Stored data
=== Section Start ===
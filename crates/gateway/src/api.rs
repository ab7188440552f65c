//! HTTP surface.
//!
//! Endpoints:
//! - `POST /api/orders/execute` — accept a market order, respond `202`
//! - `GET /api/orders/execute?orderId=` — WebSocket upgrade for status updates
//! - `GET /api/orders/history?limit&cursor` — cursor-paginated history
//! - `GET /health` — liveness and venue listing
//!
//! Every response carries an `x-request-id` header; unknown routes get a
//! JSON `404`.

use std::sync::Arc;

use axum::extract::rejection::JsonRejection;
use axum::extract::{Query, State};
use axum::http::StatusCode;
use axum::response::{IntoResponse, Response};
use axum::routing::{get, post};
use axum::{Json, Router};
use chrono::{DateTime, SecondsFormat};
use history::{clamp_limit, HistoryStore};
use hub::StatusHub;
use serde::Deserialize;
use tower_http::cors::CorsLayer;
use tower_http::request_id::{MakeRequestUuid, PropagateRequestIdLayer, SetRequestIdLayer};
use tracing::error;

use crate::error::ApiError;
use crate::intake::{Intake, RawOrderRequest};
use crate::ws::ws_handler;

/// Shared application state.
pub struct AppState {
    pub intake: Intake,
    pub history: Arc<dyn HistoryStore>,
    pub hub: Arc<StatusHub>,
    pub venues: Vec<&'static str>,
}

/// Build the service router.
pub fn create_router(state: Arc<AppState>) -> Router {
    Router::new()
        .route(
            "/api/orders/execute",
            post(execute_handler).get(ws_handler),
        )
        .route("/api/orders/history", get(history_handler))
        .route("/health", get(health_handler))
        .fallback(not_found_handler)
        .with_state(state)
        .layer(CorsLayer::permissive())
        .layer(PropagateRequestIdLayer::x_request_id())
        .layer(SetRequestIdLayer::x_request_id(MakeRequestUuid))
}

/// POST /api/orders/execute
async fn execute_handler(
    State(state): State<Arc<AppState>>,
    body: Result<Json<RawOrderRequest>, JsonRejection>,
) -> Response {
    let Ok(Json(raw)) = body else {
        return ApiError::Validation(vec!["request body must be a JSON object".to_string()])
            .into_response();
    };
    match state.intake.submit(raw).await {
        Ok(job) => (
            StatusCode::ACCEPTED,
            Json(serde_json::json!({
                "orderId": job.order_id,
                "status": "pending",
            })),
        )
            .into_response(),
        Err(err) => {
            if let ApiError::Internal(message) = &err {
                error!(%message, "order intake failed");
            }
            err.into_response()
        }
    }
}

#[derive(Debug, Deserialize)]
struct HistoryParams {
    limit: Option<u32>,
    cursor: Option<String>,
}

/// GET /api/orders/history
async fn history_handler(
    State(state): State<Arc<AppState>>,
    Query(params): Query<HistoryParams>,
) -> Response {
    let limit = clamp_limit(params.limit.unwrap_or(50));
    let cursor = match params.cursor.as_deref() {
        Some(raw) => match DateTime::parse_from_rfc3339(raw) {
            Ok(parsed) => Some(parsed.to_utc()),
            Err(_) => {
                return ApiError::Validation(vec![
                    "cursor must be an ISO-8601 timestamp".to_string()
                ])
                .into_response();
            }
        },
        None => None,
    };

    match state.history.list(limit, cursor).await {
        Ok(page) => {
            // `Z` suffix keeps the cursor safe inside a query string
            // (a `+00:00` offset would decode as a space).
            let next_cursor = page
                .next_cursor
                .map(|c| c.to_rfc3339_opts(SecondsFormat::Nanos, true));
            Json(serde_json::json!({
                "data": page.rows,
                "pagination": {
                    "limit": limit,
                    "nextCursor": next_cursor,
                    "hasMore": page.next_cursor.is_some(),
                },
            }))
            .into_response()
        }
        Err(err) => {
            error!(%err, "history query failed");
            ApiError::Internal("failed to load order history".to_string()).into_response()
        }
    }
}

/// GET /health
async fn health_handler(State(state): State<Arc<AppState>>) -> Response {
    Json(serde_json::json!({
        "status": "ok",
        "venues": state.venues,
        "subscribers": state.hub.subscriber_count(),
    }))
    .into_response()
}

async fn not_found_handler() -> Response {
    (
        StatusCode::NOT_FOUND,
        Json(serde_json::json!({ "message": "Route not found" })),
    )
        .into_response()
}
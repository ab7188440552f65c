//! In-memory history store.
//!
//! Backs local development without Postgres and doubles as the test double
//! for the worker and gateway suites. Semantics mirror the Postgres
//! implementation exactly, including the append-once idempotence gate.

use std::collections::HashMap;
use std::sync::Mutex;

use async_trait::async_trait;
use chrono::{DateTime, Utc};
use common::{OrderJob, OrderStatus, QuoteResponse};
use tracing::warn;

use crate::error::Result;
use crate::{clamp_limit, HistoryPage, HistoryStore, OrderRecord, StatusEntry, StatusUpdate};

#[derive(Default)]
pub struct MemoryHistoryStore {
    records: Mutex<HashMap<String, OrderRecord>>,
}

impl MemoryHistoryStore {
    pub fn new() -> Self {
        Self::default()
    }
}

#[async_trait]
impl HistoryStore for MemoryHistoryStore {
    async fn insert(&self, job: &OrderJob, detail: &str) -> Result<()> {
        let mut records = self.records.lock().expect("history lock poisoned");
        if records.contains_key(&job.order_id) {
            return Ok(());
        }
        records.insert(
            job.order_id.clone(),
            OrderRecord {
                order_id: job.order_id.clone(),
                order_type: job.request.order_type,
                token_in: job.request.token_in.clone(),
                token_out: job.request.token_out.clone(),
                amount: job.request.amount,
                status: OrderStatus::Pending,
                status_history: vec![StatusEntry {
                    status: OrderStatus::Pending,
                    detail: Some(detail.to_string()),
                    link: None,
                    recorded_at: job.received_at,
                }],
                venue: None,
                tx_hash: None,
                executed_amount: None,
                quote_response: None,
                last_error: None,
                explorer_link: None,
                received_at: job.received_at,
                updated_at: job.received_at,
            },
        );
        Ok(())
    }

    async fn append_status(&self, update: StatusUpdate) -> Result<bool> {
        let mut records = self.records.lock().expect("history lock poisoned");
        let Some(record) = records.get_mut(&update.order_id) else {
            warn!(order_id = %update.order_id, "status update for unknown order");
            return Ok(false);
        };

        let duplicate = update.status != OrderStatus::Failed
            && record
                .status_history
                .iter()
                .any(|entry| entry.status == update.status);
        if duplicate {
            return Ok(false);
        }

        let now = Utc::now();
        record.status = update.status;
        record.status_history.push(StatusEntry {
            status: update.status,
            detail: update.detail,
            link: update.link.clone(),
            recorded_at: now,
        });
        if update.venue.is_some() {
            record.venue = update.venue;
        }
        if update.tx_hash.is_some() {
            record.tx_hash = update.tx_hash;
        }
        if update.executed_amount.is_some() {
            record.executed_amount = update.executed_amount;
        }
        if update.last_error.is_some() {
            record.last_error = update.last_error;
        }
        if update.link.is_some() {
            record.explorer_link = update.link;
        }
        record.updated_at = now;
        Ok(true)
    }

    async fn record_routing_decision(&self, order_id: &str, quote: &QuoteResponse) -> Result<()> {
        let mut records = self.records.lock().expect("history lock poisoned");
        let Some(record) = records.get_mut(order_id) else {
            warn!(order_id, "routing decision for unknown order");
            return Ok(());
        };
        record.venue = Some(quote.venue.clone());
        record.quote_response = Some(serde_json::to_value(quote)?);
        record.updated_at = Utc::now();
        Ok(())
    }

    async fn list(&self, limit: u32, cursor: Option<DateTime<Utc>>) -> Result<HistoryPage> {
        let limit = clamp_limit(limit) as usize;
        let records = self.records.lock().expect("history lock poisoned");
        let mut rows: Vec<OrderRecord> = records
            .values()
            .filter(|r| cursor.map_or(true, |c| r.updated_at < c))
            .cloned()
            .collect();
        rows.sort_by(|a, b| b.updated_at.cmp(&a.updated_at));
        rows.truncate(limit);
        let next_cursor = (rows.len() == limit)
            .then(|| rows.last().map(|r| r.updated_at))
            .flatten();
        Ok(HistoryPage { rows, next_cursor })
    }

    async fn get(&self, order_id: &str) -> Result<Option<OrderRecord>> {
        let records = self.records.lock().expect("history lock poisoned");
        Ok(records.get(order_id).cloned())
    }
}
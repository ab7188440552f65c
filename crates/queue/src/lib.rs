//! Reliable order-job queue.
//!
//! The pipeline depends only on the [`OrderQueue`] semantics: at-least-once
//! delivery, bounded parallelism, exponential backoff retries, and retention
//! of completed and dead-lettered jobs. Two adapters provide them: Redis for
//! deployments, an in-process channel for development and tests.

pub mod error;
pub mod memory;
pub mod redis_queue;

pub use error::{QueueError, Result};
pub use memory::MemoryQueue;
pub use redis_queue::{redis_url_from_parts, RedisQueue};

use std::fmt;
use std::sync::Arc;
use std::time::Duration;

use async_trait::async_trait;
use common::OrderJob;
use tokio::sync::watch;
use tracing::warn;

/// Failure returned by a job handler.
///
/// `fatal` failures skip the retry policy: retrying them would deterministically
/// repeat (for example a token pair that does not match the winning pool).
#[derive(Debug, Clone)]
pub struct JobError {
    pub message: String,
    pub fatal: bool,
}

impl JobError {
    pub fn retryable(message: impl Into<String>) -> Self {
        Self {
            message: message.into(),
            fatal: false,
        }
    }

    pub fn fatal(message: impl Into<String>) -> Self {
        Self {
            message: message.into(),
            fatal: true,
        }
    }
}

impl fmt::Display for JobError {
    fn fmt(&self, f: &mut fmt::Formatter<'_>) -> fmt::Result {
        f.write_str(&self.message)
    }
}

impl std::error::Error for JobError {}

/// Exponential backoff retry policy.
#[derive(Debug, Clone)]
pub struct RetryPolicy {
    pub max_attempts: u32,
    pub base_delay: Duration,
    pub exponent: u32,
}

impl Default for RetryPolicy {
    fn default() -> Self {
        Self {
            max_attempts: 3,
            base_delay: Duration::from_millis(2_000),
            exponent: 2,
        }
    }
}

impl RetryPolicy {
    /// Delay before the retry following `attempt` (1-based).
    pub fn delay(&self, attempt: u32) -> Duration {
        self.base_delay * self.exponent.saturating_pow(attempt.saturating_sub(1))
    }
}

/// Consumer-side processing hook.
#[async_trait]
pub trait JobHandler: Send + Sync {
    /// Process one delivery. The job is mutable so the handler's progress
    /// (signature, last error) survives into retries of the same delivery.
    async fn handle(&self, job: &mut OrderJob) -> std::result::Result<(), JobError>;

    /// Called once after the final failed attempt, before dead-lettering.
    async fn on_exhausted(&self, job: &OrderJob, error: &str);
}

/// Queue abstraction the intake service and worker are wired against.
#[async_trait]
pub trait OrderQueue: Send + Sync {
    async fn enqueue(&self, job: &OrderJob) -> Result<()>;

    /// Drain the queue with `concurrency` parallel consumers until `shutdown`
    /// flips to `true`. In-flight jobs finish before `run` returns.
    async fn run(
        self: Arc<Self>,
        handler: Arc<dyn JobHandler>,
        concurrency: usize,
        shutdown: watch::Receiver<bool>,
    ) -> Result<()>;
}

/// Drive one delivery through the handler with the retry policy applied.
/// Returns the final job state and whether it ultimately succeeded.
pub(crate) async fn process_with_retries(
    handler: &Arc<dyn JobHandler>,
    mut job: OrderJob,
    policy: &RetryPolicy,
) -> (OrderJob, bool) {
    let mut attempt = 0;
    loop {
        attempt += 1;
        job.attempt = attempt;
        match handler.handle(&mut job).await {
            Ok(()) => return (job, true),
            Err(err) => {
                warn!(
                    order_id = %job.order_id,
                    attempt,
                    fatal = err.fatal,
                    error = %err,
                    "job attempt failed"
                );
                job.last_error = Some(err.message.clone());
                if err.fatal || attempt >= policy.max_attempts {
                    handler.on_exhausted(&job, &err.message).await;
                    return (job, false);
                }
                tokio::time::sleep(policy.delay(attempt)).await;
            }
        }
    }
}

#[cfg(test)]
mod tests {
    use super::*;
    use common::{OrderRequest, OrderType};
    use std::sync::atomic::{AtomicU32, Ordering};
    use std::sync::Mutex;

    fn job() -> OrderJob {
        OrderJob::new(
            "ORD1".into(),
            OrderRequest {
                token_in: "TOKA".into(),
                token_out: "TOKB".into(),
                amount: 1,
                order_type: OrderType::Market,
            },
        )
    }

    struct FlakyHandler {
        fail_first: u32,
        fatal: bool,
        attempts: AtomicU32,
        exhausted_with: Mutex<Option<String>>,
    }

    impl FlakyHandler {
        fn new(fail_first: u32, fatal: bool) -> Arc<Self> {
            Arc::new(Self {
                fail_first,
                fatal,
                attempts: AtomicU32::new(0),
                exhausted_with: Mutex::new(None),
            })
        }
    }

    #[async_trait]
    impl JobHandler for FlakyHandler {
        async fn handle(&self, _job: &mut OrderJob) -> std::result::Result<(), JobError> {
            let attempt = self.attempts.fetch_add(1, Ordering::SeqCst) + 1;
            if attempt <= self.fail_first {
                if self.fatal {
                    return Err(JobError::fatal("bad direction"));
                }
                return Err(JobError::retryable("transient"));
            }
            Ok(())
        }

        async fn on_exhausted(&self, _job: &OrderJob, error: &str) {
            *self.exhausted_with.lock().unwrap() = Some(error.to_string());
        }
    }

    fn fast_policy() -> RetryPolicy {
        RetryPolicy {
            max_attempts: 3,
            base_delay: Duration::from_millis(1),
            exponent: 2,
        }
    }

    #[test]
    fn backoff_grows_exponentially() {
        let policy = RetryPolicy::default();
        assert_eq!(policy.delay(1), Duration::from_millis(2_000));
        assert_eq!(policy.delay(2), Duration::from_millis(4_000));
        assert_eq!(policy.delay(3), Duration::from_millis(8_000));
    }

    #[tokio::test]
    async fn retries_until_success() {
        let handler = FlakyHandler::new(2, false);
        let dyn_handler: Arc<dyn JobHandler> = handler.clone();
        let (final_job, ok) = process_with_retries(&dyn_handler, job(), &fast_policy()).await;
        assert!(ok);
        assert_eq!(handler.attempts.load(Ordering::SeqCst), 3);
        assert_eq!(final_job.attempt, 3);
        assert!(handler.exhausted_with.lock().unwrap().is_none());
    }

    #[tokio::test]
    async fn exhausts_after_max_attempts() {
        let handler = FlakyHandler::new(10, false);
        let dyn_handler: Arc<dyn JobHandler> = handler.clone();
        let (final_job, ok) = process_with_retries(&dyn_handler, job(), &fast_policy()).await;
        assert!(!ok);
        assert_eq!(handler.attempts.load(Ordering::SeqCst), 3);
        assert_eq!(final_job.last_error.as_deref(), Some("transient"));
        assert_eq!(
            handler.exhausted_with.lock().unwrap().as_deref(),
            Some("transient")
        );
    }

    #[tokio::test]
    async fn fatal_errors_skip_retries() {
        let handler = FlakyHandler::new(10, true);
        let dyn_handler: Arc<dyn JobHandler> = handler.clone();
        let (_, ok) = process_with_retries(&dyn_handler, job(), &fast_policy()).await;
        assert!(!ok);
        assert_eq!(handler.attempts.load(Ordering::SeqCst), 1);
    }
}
=== Section End ===
#### TASK OBJECTIVE:
Nothing but the lines from the start of the data through the line holding "let Ok(Json(raw)) = body" should be restated, and each one exactly.

#### WORKED SOLUTION:
filename crates/gateway/src/api.rs
repository ab7188440552f65c
//! HTTP surface.
//!
//! Endpoints:
//! - `POST /api/orders/execute` — accept a market order, respond `202`
//! - `GET /api/orders/execute?orderId=` — WebSocket upgrade for status updates
//! - `GET /api/orders/history?limit&cursor` — cursor-paginated history
//! - `GET /health` — liveness and venue listing
//!
//! Every response carries an `x-request-id` header; unknown routes get a
//! JSON `404`.

use std::sync::Arc;

use axum::extract::rejection::JsonRejection;
use axum::extract::{Query, State};
use axum::http::StatusCode;
use axum::response::{IntoResponse, Response};
use axum::routing::{get, post};
use axum::{Json, Router};
use chrono::{DateTime, SecondsFormat};
use history::{clamp_limit, HistoryStore};
use hub::StatusHub;
use serde::Deserialize;
use tower_http::cors::CorsLayer;
use tower_http::request_id::{MakeRequestUuid, PropagateRequestIdLayer, SetRequestIdLayer};
use tracing::error;

use crate::error::ApiError;
use crate::intake::{Intake, RawOrderRequest};
use crate::ws::ws_handler;

/// Shared application state.
pub struct AppState {
    pub intake: Intake,
    pub history: Arc<dyn HistoryStore>,
    pub hub: Arc<StatusHub>,
    pub venues: Vec<&'static str>,
}

/// Build the service router.
pub fn create_router(state: Arc<AppState>) -> Router {
    Router::new()
        .route(
            "/api/orders/execute",
            post(execute_handler).get(ws_handler),
        )
        .route("/api/orders/history", get(history_handler))
        .route("/health", get(health_handler))
        .fallback(not_found_handler)
        .with_state(state)
        .layer(CorsLayer::permissive())
        .layer(PropagateRequestIdLayer::x_request_id())
        .layer(SetRequestIdLayer::x_request_id(MakeRequestUuid))
}

/// POST /api/orders/execute
async fn execute_handler(
    State(state): State<Arc<AppState>>,
    body: Result<Json<RawOrderRequest>, JsonRejection>,
) -> Response {
    let Ok(Json(raw)) = body else {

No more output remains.